Under the legislation, ballot drop boxes would be banned. Long-standing requests for mail-in ballots would be shortened to the current election cycle and only the voter or their immediate family could legally have the vote-by-mail ballot.
The bill was supposed to come up last week, but it was postponed because of all the interest focused on it.
“We want to get it right,” State Sen. Dennis Baxley, the bill’s sponsor, said. “We’re trying to be responsive to those critics that have submitted things.”
One lawmaker is calling on corporations to weigh in on the legislation and make their voices heard.
“I think we can learn a lot from what is happening in Georgia, and look at the way the corporations are taking on the issue there and ask for corporations in Florida to exhibit the same sort of responsibility,” State Rep. Fentrice Driskell said.
The bill’s House sponsor has now softened a proposed ban on handing out food and water to voters within 150 feet of a polling place. Instead, the legislation would outlaw handing out anything if it’s an attempt to influence voters.
The Black Lives Matter Fund is among the chorus of voices calling for corporations to stand up to the legislation. The fund paid for a full-page ad over the weekend calling the legislation “Jim Crow 2.0.”
“Intimidating policymakers with extortionary attempts and those kinds of messages I don’t think is productive,” Baxley said.
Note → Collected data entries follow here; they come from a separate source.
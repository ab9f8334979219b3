//! Main settings module

use std::path::Path;
use std::time::Duration;

use call_qc_core::ScoringMode;
use call_qc_scoring::DerivedPolicy;
use config::{Config, Environment, File};
use serde::{Deserialize, Serialize};

use crate::ConfigError;

/// Environment variable consulted when no API key is configured
pub const API_KEY_ENV: &str = "GROQ_API_KEY";

/// Main application settings
#[derive(Debug, Clone, Default, Serialize, Deserialize)]
pub struct Settings {
    #[serde(default)]
    pub scoring: ScoringConfig,

    #[serde(default)]
    pub oracle: OracleConfig,

    #[serde(default)]
    pub server: ServerConfig,

    #[serde(default)]
    pub observability: ObservabilityConfig,
}

impl Settings {
    pub fn new() -> Self {
        Self::default()
    }

    /// Validate settings
    pub fn validate(&self) -> Result<(), ConfigError> {
        if self.oracle.timeout_seconds == 0 {
            return Err(ConfigError::InvalidValue {
                field: "oracle.timeout_seconds".to_string(),
                message: "Timeout must be at least one second".to_string(),
            });
        }

        if !(0.0..=2.0).contains(&self.oracle.temperature) {
            return Err(ConfigError::InvalidValue {
                field: "oracle.temperature".to_string(),
                message: format!("Expected 0.0..=2.0, got {}", self.oracle.temperature),
            });
        }

        if self.oracle.provider == OracleProvider::OpenaiCompatible {
            if self.oracle.model.trim().is_empty() {
                return Err(ConfigError::InvalidValue {
                    field: "oracle.model".to_string(),
                    message: "Model name is required for the openai_compatible provider".to_string(),
                });
            }
            if self.oracle.base_url.trim().is_empty() {
                return Err(ConfigError::InvalidValue {
                    field: "oracle.base_url".to_string(),
                    message: "Base URL is required for the openai_compatible provider".to_string(),
                });
            }
        }

        if let Some(prompt_file) = &self.oracle.prompt_file {
            if !Path::new(prompt_file).is_file() {
                tracing::warn!(prompt_file = %prompt_file, "Prompt file not found, default prompts will be used");
            }
        }

        Ok(())
    }
}

/// Scoring behaviour
#[derive(Debug, Clone, Default, Serialize, Deserialize)]
pub struct ScoringConfig {
    /// Default mode when a request does not choose one
    #[serde(default)]
    pub mode: ScoringMode,

    /// How understanding and process relate to ownership
    #[serde(default)]
    pub derived_policy: DerivedPolicy,
}

/// Oracle backend selection
#[derive(Debug, Clone, Copy, PartialEq, Eq, Default, Serialize, Deserialize)]
#[serde(rename_all = "snake_case")]
pub enum OracleProvider {
    /// No oracle; hybrid and llm modes fall back to rule output
    #[default]
    None,
    /// Deterministic canned replies
    Stub,
    /// Chat-completions HTTP API (Groq, OpenAI, OpenRouter, ...)
    OpenaiCompatible,
}

/// Language-model oracle configuration
#[derive(Debug, Clone, Serialize, Deserialize)]
pub struct OracleConfig {
    #[serde(default)]
    pub provider: OracleProvider,

    #[serde(default = "default_base_url")]
    pub base_url: String,

    #[serde(default = "default_model")]
    pub model: String,

    /// Bearer token; falls back to `GROQ_API_KEY`
    #[serde(default)]
    pub api_key: Option<String>,

    #[serde(default = "default_timeout_seconds")]
    pub timeout_seconds: u64,

    #[serde(default)]
    pub temperature: f32,

    /// Optional TOML prompt bundle with `system` and `user_template`
    #[serde(default)]
    pub prompt_file: Option<String>,
}

fn default_base_url() -> String {
    "https://api.groq.com/openai/v1".to_string()
}
fn default_model() -> String {
    "llama-3.1-8b-instant".to_string()
}
fn default_timeout_seconds() -> u64 {
    30
}

impl Default for OracleConfig {
    fn default() -> Self {
        Self {
            provider: OracleProvider::None,
            base_url: default_base_url(),
            model: default_model(),
            api_key: None,
            timeout_seconds: default_timeout_seconds(),
            temperature: 0.0,
            prompt_file: None,
        }
    }
}

impl OracleConfig {
    /// Configured key, else the environment fallback; blank keys count as missing
    pub fn resolved_api_key(&self) -> Option<String> {
        let non_blank = |k: &str| Some(k.trim().to_string()).filter(|k| !k.is_empty());
        self.api_key
            .as_deref()
            .and_then(non_blank)
            .or_else(|| std::env::var(API_KEY_ENV).ok().as_deref().and_then(non_blank))
    }

    pub fn timeout(&self) -> Duration {
        Duration::from_secs(self.timeout_seconds)
    }
}

/// Server configuration
#[derive(Debug, Clone, Serialize, Deserialize)]
pub struct ServerConfig {
    #[serde(default = "default_host")]
    pub host: String,

    #[serde(default = "default_port")]
    pub port: u16,
}

fn default_host() -> String {
    "0.0.0.0".to_string()
}
fn default_port() -> u16 {
    8080
}

impl Default for ServerConfig {
    fn default() -> Self {
        Self {
            host: default_host(),
            port: default_port(),
        }
    }
}

impl ServerConfig {
    /// `host:port`
    pub fn bind_address(&self) -> String {
        format!("{}:{}", self.host, self.port)
    }
}

/// Observability configuration
#[derive(Debug, Clone, Serialize, Deserialize)]
pub struct ObservabilityConfig {
    /// Log level, overridden by `RUST_LOG`
    #[serde(default = "default_log_level")]
    pub log_level: String,

    /// Enable JSON logging
    #[serde(default)]
    pub log_json: bool,
}

fn default_log_level() -> String {
    "info".to_string()
}

impl Default for ObservabilityConfig {
    fn default() -> Self {
        Self {
            log_level: default_log_level(),
            log_json: false,
        }
    }
}

/// Load settings from defaults, config files and environment
///
/// `path` names an extra TOML file that must exist.
pub fn load_settings(path: Option<&str>) -> Result<Settings, ConfigError> {
    let mut builder = Config::builder();

    builder = builder.add_source(File::with_name("config/default").required(false));

    if let Some(path) = path {
        if !Path::new(path).is_file() {
            return Err(ConfigError::FileNotFound(path.to_string()));
        }
        builder = builder.add_source(File::from(Path::new(path)).required(true));
    }

    builder = builder.add_source(
        Environment::with_prefix("CALL_QC")
            .separator("__")
            .try_parsing(true),
    );

    let config = builder.build()?;
    let settings: Settings = config.try_deserialize()?;

    settings.validate()?;

    Ok(settings)
}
Monday, Gov. DeSantis said corporations are welcome to discuss taxes and regulations as much as they’d like.
“But when they get involved in elections legislation or things that do not concern their business or their operations, to me, that is interfering in the political process,” the governor said.
The legislation is set to be back on the calendar for Wednesday morning. Six proposed amendments from Democrats are already pending. If the bill clears the Florida House on Wednesday, its next stop would be the Senate.